[Collected data]
———
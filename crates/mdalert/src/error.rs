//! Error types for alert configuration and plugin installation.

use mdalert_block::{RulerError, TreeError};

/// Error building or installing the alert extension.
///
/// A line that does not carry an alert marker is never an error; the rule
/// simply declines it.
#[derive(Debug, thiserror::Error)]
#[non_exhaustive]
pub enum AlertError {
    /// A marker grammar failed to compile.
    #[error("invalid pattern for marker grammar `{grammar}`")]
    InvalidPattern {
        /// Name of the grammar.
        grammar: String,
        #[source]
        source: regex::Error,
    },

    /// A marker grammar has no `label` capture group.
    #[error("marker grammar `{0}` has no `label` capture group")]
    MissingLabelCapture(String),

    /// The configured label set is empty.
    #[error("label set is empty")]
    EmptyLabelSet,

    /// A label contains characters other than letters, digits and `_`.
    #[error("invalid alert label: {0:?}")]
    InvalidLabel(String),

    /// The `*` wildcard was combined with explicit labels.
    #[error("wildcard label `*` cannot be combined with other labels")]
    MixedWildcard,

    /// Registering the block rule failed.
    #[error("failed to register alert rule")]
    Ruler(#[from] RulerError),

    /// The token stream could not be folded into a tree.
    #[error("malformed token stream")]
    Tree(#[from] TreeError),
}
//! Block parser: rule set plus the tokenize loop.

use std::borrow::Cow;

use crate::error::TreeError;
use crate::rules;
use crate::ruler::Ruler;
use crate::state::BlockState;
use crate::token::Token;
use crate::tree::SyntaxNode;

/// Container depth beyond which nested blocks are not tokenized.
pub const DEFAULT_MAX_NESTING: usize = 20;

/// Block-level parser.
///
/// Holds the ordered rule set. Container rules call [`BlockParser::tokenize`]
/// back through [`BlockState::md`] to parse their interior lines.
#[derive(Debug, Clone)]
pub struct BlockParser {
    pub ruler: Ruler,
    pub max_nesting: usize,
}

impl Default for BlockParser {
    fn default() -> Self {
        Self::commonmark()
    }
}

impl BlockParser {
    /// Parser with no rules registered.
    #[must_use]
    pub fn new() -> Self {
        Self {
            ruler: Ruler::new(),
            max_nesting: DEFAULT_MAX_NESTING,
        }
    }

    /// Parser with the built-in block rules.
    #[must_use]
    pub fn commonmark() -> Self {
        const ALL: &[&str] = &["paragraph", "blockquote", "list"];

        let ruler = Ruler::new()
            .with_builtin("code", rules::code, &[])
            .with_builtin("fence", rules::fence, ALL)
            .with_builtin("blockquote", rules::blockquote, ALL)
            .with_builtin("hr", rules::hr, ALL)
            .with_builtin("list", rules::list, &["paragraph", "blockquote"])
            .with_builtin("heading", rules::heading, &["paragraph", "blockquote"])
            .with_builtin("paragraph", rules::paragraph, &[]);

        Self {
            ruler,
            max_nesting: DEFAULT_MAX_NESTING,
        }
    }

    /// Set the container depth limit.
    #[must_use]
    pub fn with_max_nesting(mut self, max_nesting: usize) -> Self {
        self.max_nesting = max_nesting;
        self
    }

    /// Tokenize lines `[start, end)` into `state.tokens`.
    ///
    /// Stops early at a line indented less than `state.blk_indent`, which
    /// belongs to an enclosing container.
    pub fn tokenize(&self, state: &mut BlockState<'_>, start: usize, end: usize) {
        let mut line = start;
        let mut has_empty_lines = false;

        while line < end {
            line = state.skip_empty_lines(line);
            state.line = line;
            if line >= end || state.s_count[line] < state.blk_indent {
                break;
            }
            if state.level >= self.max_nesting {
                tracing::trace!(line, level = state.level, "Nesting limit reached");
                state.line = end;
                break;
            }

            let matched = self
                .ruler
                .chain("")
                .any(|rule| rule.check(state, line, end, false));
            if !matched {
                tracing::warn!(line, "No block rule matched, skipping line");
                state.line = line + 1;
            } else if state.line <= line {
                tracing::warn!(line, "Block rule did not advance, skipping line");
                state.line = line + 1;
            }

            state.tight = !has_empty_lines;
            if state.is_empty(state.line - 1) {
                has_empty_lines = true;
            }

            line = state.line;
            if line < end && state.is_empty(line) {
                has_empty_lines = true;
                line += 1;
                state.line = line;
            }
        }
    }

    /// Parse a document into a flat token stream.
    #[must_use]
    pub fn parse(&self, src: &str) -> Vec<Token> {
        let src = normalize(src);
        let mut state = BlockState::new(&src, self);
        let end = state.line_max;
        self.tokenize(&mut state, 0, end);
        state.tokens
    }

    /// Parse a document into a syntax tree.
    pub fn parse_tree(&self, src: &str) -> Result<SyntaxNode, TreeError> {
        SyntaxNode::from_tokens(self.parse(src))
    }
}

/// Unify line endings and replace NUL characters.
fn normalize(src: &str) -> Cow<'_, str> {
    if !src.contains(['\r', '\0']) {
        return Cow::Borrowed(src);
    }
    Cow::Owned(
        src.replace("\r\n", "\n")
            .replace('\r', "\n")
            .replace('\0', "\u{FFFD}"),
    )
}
———
_Work instructions:_ From the entries above, select each line containing the string "TreeError".

_Reply:_
use mdalert_block::{RulerError, TreeError};
    Tree(#[from] TreeError),
use crate::error::TreeError;
    pub fn parse_tree(&self, src: &str) -> Result<SyntaxNode, TreeError> {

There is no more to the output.